Below are records; how many of their lines contain "edges"? Give the number and no other words.

- [Extracted data]
<<<<

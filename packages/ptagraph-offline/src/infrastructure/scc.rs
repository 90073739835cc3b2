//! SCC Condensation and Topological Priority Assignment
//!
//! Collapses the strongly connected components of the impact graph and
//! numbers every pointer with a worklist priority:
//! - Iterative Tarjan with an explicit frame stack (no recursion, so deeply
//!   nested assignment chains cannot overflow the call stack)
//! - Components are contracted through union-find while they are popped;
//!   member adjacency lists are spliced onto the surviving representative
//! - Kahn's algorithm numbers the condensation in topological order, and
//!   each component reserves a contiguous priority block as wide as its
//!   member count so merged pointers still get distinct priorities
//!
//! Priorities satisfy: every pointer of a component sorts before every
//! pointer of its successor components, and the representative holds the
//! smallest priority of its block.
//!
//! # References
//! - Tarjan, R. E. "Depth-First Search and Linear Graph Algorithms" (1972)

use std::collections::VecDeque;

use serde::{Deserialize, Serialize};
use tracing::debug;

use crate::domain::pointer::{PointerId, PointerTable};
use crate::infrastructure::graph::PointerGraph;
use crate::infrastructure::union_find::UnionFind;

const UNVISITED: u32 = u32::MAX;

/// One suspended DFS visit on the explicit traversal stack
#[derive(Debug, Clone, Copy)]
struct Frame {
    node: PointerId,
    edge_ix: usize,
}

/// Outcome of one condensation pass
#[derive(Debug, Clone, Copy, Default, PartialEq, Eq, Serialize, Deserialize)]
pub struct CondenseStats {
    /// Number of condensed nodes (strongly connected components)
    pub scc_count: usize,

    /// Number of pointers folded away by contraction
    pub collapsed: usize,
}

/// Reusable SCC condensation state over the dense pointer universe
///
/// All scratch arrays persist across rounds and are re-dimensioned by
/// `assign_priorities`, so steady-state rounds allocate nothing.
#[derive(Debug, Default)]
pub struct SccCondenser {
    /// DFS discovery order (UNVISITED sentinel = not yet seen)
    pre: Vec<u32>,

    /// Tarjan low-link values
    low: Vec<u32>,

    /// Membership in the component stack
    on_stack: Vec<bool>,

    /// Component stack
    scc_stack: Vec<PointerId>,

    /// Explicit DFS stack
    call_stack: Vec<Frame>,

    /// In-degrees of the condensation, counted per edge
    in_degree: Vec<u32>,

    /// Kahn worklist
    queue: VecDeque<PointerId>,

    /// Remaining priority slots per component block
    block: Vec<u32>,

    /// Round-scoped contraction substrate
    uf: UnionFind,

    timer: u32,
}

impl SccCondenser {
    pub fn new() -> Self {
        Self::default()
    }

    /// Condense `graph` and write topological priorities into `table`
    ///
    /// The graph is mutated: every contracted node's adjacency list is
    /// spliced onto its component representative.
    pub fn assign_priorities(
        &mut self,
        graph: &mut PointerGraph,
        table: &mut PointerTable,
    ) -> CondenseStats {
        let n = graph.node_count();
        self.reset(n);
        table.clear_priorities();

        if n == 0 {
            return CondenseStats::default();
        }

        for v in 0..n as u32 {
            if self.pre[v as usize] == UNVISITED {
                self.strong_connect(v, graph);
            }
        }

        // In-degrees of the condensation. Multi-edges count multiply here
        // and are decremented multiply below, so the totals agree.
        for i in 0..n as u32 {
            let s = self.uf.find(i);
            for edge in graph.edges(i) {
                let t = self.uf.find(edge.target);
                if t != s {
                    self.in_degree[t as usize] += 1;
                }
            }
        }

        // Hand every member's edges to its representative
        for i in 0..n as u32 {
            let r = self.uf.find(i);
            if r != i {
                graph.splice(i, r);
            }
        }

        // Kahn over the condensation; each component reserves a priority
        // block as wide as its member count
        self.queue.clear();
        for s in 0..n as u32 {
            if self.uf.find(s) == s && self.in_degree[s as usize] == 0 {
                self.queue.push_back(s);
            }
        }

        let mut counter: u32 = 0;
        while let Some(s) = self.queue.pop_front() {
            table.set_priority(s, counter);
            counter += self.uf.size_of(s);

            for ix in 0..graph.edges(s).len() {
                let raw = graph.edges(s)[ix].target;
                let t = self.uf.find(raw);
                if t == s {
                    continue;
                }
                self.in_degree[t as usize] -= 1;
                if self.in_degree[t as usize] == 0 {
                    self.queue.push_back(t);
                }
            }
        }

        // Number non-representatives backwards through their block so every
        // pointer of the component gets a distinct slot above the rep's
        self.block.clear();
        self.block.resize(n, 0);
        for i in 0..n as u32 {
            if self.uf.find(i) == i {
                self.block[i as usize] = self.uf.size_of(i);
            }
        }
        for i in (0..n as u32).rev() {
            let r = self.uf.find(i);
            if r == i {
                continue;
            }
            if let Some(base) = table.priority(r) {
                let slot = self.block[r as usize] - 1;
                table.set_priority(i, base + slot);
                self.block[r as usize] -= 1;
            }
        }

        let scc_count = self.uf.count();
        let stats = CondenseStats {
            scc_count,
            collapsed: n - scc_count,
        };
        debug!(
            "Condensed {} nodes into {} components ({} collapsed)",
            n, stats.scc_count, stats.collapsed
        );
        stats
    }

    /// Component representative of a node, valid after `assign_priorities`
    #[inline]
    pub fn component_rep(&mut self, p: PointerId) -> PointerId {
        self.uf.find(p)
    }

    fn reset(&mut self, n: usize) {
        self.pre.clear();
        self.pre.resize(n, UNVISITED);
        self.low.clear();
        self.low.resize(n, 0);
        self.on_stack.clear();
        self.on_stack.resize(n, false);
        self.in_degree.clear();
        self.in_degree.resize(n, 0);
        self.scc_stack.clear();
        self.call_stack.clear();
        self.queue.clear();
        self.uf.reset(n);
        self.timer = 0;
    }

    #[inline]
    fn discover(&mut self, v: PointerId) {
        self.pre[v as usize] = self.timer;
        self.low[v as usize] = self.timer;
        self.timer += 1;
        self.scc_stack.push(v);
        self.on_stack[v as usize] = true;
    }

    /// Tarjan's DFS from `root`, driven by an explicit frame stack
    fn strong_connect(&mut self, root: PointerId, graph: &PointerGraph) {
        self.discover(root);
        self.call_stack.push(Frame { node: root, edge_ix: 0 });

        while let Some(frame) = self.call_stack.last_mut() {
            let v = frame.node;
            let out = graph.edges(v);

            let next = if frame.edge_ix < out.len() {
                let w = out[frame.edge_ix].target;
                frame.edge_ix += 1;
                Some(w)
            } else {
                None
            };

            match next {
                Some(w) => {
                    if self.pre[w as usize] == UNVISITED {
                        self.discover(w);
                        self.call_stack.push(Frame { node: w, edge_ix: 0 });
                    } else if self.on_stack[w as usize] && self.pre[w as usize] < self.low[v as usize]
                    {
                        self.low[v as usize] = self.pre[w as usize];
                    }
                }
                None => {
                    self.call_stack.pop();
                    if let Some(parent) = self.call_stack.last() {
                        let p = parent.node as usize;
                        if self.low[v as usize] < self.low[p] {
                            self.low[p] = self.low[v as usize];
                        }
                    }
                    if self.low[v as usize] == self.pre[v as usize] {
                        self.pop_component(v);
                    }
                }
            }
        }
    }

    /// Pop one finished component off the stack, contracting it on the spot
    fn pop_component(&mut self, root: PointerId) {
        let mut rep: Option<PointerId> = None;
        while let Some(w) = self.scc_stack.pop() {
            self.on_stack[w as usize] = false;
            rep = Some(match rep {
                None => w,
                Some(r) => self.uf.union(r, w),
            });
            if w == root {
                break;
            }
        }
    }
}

>>>>

- [Reply] 6